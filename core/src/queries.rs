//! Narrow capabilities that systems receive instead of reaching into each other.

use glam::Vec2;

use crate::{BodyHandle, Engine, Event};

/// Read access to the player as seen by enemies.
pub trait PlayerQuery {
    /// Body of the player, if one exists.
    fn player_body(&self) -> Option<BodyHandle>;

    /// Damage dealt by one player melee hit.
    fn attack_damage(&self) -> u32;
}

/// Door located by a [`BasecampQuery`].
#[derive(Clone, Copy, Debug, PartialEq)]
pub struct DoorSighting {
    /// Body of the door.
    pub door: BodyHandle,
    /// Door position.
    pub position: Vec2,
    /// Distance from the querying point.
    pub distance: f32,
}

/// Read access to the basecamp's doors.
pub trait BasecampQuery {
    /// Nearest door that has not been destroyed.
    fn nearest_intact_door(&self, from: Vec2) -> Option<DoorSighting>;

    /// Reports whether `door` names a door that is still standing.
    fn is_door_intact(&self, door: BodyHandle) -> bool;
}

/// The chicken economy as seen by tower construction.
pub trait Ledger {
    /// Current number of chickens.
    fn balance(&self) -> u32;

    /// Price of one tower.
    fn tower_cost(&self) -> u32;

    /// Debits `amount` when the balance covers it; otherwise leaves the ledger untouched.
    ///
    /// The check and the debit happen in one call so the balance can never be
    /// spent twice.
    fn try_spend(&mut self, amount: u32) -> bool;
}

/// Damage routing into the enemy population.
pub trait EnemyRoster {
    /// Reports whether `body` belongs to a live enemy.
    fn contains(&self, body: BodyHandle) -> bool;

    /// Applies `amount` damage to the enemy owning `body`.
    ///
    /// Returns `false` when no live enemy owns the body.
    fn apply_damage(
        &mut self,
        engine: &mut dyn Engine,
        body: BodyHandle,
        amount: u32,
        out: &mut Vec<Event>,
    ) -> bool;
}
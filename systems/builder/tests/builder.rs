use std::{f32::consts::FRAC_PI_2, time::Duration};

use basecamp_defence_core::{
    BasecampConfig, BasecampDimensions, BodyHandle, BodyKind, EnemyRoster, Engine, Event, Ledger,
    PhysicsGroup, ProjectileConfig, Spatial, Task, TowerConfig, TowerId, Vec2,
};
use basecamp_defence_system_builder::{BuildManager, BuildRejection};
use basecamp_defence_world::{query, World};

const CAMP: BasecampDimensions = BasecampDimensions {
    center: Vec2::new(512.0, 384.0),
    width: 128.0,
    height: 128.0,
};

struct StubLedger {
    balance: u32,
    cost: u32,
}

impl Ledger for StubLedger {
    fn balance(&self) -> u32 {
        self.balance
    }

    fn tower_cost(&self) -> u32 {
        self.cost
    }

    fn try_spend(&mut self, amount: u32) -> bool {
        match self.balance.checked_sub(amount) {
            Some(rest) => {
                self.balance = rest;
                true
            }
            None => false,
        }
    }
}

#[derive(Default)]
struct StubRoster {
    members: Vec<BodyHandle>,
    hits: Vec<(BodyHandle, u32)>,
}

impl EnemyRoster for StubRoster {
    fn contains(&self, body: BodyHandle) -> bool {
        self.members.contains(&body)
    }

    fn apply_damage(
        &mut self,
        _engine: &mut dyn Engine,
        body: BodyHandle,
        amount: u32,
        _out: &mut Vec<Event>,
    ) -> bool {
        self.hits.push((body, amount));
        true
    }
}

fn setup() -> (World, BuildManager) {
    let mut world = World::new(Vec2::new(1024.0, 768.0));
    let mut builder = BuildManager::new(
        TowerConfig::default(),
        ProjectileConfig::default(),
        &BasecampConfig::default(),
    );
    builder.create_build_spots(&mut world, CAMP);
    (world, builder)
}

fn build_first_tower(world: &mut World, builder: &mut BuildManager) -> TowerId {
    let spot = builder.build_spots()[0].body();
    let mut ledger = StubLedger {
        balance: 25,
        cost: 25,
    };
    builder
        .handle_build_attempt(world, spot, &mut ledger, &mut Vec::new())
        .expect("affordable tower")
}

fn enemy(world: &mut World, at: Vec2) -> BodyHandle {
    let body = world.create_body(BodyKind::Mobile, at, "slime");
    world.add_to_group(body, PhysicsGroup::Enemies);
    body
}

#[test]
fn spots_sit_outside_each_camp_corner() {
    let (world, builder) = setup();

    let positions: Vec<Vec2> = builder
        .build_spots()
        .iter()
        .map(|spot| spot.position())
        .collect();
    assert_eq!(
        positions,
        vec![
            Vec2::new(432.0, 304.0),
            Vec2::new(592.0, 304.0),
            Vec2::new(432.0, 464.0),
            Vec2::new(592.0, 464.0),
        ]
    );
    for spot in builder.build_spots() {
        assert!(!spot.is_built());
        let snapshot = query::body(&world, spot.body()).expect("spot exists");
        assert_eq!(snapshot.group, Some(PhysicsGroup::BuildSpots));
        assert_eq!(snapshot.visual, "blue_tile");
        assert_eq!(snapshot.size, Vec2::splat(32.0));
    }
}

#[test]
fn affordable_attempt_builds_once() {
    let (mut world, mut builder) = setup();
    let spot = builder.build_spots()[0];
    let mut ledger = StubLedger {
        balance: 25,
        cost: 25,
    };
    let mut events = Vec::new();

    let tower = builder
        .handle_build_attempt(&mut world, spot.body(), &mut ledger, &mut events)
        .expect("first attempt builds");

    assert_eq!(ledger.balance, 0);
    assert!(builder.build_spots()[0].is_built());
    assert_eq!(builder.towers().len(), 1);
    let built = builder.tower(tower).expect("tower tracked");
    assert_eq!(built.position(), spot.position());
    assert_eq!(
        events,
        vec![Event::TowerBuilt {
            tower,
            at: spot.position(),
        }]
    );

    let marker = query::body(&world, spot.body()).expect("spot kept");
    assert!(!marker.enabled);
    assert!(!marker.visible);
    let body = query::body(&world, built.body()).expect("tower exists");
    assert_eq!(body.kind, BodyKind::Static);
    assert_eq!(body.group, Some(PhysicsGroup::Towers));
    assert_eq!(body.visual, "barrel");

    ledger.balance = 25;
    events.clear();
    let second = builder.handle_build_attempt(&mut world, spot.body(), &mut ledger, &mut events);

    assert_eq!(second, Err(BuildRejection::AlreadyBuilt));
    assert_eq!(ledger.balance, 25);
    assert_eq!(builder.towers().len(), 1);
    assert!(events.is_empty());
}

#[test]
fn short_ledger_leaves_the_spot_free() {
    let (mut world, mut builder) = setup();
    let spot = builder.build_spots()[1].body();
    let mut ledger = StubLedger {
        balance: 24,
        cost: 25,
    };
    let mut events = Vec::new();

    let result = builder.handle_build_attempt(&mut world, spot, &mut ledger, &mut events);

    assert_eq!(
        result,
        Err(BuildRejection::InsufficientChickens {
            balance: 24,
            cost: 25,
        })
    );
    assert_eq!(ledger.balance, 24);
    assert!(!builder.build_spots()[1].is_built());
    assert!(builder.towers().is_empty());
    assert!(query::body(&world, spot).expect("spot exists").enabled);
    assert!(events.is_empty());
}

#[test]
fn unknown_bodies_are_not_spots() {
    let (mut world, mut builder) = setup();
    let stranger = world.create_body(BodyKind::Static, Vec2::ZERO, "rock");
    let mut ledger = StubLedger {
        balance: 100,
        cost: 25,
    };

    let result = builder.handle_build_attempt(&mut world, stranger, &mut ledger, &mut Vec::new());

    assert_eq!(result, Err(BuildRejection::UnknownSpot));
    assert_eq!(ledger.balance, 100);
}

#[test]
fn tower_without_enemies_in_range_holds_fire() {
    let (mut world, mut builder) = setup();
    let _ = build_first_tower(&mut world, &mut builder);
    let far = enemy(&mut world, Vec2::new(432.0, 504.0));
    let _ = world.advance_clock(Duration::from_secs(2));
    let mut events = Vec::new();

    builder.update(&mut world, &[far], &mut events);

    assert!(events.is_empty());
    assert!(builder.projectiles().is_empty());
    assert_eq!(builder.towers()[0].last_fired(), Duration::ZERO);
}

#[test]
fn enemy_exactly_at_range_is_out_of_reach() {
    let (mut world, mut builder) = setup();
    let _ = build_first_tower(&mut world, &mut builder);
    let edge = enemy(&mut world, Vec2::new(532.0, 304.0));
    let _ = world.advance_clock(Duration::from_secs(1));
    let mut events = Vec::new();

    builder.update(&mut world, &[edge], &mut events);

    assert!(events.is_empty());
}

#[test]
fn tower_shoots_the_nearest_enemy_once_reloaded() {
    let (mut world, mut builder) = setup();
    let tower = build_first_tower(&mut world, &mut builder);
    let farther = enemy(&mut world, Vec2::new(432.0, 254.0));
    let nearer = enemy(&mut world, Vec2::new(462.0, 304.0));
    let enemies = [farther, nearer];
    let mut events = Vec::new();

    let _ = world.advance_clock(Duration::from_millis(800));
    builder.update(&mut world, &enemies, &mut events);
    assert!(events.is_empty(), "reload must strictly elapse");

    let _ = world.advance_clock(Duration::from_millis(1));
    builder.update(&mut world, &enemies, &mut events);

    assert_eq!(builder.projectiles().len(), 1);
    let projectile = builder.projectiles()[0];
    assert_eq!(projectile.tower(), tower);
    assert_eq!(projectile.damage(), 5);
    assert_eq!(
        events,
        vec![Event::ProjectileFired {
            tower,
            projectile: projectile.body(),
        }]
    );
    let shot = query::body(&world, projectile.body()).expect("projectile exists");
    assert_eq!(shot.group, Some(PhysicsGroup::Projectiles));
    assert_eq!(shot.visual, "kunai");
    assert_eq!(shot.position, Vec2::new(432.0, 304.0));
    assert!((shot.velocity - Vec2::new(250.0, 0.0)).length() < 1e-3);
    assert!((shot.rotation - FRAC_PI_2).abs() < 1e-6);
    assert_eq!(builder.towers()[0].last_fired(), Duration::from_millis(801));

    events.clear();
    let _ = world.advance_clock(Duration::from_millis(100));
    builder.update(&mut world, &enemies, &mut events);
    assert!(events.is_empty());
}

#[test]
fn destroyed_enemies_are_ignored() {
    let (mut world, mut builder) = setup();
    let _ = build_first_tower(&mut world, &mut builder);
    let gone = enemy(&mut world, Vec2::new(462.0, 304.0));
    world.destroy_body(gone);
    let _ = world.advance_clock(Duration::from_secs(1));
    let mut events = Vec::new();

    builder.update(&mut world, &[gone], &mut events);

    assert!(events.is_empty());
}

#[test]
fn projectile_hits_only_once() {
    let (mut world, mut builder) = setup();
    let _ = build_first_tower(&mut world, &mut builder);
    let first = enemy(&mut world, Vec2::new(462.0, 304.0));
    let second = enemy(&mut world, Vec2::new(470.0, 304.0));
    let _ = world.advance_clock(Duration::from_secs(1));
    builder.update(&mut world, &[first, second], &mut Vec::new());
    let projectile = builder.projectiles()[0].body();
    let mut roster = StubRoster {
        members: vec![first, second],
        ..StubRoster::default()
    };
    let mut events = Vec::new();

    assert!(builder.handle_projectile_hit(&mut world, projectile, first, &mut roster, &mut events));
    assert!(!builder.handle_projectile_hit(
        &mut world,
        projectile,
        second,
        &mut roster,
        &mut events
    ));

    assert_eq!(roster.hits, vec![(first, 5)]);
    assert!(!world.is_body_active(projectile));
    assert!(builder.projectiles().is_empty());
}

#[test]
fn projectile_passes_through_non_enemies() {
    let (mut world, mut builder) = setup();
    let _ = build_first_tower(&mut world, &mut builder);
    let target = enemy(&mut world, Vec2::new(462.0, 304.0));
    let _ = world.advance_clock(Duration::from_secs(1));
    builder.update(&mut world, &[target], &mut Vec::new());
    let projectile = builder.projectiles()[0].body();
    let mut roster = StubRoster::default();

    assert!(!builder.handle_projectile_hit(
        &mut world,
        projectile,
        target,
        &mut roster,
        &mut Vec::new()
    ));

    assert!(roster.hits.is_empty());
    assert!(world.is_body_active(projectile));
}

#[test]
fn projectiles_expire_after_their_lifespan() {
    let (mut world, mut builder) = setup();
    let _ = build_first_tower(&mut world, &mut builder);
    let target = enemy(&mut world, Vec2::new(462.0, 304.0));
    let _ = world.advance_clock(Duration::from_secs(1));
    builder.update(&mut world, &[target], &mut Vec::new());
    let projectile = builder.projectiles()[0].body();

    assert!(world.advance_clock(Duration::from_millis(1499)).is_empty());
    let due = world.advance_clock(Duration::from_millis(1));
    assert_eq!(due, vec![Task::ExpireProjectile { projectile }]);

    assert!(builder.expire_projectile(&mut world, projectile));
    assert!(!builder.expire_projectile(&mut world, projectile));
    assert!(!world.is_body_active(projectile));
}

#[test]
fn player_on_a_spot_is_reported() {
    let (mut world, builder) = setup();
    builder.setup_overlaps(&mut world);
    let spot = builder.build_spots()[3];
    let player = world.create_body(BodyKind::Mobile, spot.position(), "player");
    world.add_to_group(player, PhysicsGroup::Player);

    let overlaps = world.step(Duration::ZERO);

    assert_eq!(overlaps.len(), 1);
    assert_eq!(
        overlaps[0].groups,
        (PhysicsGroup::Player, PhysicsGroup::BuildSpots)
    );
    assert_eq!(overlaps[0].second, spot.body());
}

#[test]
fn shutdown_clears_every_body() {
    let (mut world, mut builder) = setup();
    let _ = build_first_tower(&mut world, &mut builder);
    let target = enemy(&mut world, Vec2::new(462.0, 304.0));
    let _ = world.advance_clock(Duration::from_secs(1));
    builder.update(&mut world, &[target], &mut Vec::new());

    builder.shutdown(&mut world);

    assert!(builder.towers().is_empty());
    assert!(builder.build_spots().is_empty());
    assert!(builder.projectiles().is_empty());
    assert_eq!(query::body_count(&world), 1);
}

━━━━

▶ _DIRECTIONS FOR THIS TASK_:
Above are the records. Identify each line that contains the word "BuildRejection".

▶ _TASK OUTPUT_:
use basecamp_defence_system_builder::{BuildManager, BuildRejection};
    assert_eq!(second, Err(BuildRejection::AlreadyBuilt));
        Err(BuildRejection::InsufficientChickens {
    assert_eq!(result, Err(BuildRejection::UnknownSpot));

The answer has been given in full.